By: Braeden Sagehorn


The first thing anyone does when looking at a painting is simply seeing. At first you might acknowledge the colors, then the shapes, maybe even the medium—pastels or watercolors; maybe you move a little closer to see the brush strokes, tracing where they went, until finally piecing it all together. In fact, it’s quite like looking at a photo. You see the object of the camera, its relation to the background, its depth, sharpness, the angle etc. Every inch informing you about the piece the minute your eyes lay upon it. The beauty of all this lies directly in sight's automaticity. Unless you consciously close your eyes, you’re forever fated to take in that piece of art, and that of the world around you.

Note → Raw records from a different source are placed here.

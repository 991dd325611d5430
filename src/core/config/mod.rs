//! Configuration types and management for modlens-rs.
//!
//! Every threshold the analysis pipeline consults lives in one of the
//! structures composed here, so tests and users can override a rule without
//! touching rule logic. All sections are optional in YAML and fall back to
//! their defaults.

pub mod validation;

use std::path::PathBuf;

use serde::{Deserialize, Serialize};

use crate::core::errors::{ModlensError, Result};
use crate::detectors::clone_detection::SimilarityConfig;
use crate::detectors::refactoring::planner::PlannerConfig;
use crate::detectors::refactoring::IssueThresholds;
use crate::lang::python::ExtractionConfig;

pub use validation::{
    validate_ordered, validate_percentage, validate_positive_f64, validate_positive_usize,
    validate_unit_range,
};

/// Top-level configuration for a modlens analysis run.
#[derive(Debug, Clone, Default, Serialize, Deserialize, PartialEq)]
pub struct ModlensConfig {
    /// Structural extraction options
    #[serde(default)]
    pub extraction: ExtractionConfig,

    /// Duplicate-function detection options
    #[serde(default)]
    pub similarity: SimilarityConfig,

    /// Issue rule thresholds
    #[serde(default)]
    pub thresholds: IssueThresholds,

    /// Refactor planner estimates
    #[serde(default)]
    pub planner: PlannerConfig,
}

impl ModlensConfig {
    /// Load configuration from a YAML file
    pub fn from_yaml_file(path: impl Into<PathBuf>) -> Result<Self> {
        let path = path.into();
        let content = std::fs::read_to_string(&path).map_err(|e| {
            ModlensError::io(format!("Failed to read config file: {}", path.display()), e)
        })?;

        Self::from_yaml_str(&content)
    }

    /// Parse configuration from YAML text.
    pub fn from_yaml_str(content: &str) -> Result<Self> {
        if content.trim().is_empty() {
            return Ok(Self::default());
        }
        serde_yaml::from_str(content).map_err(Into::into)
    }

    /// Save configuration to a YAML file
    pub fn to_yaml_file(&self, path: impl Into<PathBuf>) -> Result<()> {
        let path = path.into();
        let content = serde_yaml::to_string(self)?;
        std::fs::write(&path, content).map_err(|e| {
            ModlensError::io(
                format!("Failed to write config file: {}", path.display()),
                e,
            )
        })
    }

    /// Validate every section, reporting the first failing field.
    pub fn validate(&self) -> Result<()> {
        self.similarity.validate().map_err(|e| {
            ModlensError::config_field(format!("Invalid similarity configuration: {e}"), "similarity")
        })?;
        self.thresholds.validate().map_err(|e| {
            ModlensError::config_field(format!("Invalid threshold configuration: {e}"), "thresholds")
        })?;
        self.planner.validate().map_err(|e| {
            ModlensError::config_field(format!("Invalid planner configuration: {e}"), "planner")
        })?;
        Ok(())
    }
}

#[cfg(test)]
mod tests;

Sight is also the first tool utilized by any physician when seeing a patient. As they enter the room you can watch their gait, how they speak, how they sit—mountains of information merely from seeing. Sight is made even more important in the context of pediatric visits where oftentimes the child can’t even clearly communicate how they feel (or perhaps communicate at all). Sight then places itself high on the shelf in terms of essential physician tools. Unless of course you’re Dr. Time Cordes, the second blind person ever accepted into medical school, but for this essay, we’ll be dealing with the majority seeing population of physicians. Here we will be discussing the role of the diagnostic image in this relationship between physicians and seeing.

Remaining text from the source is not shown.